第62話 荒ぶるドラムと急変するベース

 

 そうして次の日の放課後、泰斗とクラスメイトと共にこの前行ったこの町の南にあるホコ天エリアに。

 以前先生を尾行したときには、サブカル街から電気街に曲がってスタジオへ入って行ったのだが、今回は駅から直接電気街へ向かう。


 電気街には、家電量販店やPCパーツの店など様々なお店があるが、その筋には音楽関係も纏めて配置されているのだ。

 学生が借りられる格安スタジオもあり、そこでは楽器まで貸し出してくれる。なんと良心的なのだろうか。


 そうして四人、目的地へ。


「ここかー」


 と、小田原さんがポツリという。


「皆よろしくな」


 と大迫くんがいう。




 この二人はクラスメイトの小田原綾乃おだわらあやのさんと、大迫宏一おおさここういちくんだ。因みにカップルである。もう一度いうがカップルである。さらにいうと二人ともウチのクラスの学級委員だ。

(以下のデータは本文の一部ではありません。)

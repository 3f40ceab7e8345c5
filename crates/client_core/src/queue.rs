//! Outbound FIFO with a single-slot acknowledgement gate.
//!
//! At most one command is in flight. The head of the queue is handed out
//! only while the channel is open and nothing is awaiting a reply; the gate
//! is cleared by an acknowledgement, by loss of the connection, or by the
//! reply deadline expiring.

use std::{collections::VecDeque, time::Duration};

use shared::protocol::{Command, InboundMessage};
use tokio::time::Instant;

use crate::settings::AckDiscipline;

#[derive(Debug, Clone, PartialEq)]
pub struct QueuedCommand {
    pub seq: u64,
    pub command: Command,
}

#[derive(Debug)]
struct InFlight {
    queued: QueuedCommand,
    sent_at: Instant,
}

#[derive(Debug, Default)]
pub struct CommandQueue {
    pending: VecDeque<QueuedCommand>,
    in_flight: Option<InFlight>,
    next_seq: u64,
}

impl CommandQueue {
    pub fn new() -> Self {
        Self::default()
    }

    pub fn enqueue(&mut self, command: Command) -> u64 {
        self.next_seq += 1;
        let seq = self.next_seq;
        self.pending.push_back(QueuedCommand { seq, command });
        seq
    }

    pub fn len(&self) -> usize {
        self.pending.len()
    }

    pub fn is_empty(&self) -> bool {
        self.pending.is_empty()
    }

    pub fn pending(&self) -> impl Iterator<Item = &QueuedCommand> {
        self.pending.iter()
    }

    pub fn awaiting_reply(&self) -> bool {
        self.in_flight.is_some()
    }

    pub fn in_flight(&self) -> Option<&QueuedCommand> {
        self.in_flight.as_ref().map(|in_flight| &in_flight.queued)
    }

    /// Removes the head for transmission iff the channel is open, the gate
    /// is clear and the queue is non-empty. Closes the gate.
    pub fn next_to_send(&mut self, channel_open: bool) -> Option<QueuedCommand> {
        if !channel_open || self.in_flight.is_some() {
            return None;
        }
        let queued = self.pending.pop_front()?;
        self.in_flight = Some(InFlight {
            queued: queued.clone(),
            sent_at: Instant::now(),
        });
        Some(queued)
    }

    /// The head could not be handed to the channel; it was never sent.
    pub fn requeue_unsent(&mut self) {
        if let Some(in_flight) = self.in_flight.take() {
            self.pending.push_front(in_flight.queued);
        }
    }

    /// Releases the gate if `message` acknowledges the in-flight command
    /// under `discipline`. Returns the released command.
    pub fn acknowledge(
        &mut self,
        message: &InboundMessage,
        discipline: AckDiscipline,
    ) -> Option<QueuedCommand> {
        let in_flight = self.in_flight.as_ref()?;
        let released = match discipline {
            AckDiscipline::AnyMessage => true,
            AckDiscipline::ExplicitReply => message.answers(&in_flight.queued.command),
            AckDiscipline::PushAlias => message.answers_by_alias(&in_flight.queued.command),
        };
        if released {
            self.release()
        } else {
            None
        }
    }

    pub fn release(&mut self) -> Option<QueuedCommand> {
        self.in_flight.take().map(|in_flight| in_flight.queued)
    }

    /// Connection dropped with a command outstanding; its fate is unknown.
    pub fn take_lost(&mut self) -> Option<QueuedCommand> {
        self.release()
    }

    pub fn reply_deadline(&self, timeout: Duration) -> Option<Instant> {
        self.in_flight
            .as_ref()
            .map(|in_flight| in_flight.sent_at + timeout)
    }

    pub fn expire(&mut self, now: Instant, timeout: Duration) -> Option<QueuedCommand> {
        let deadline = self.reply_deadline(timeout)?;
        if now >= deadline {
            self.release()
        } else {
            None
        }
    }
}

#[cfg(test)]
#[path = "tests/queue_tests.rs"]
mod tests;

 小田原さんは文芸部に所属する大人しめ系女子だ。昔の霞みたいな感じだと泰斗は言っていた。


 大迫くんも文芸部に所属しており、七三分けに眼鏡をかけている、まさに男子版学級委員と言える見た目をしている。


 二人はここにいるだけあって当然楽器が演奏でき、バンド内では小田原さんがベース、大迫くんがドラムを担当することになっている。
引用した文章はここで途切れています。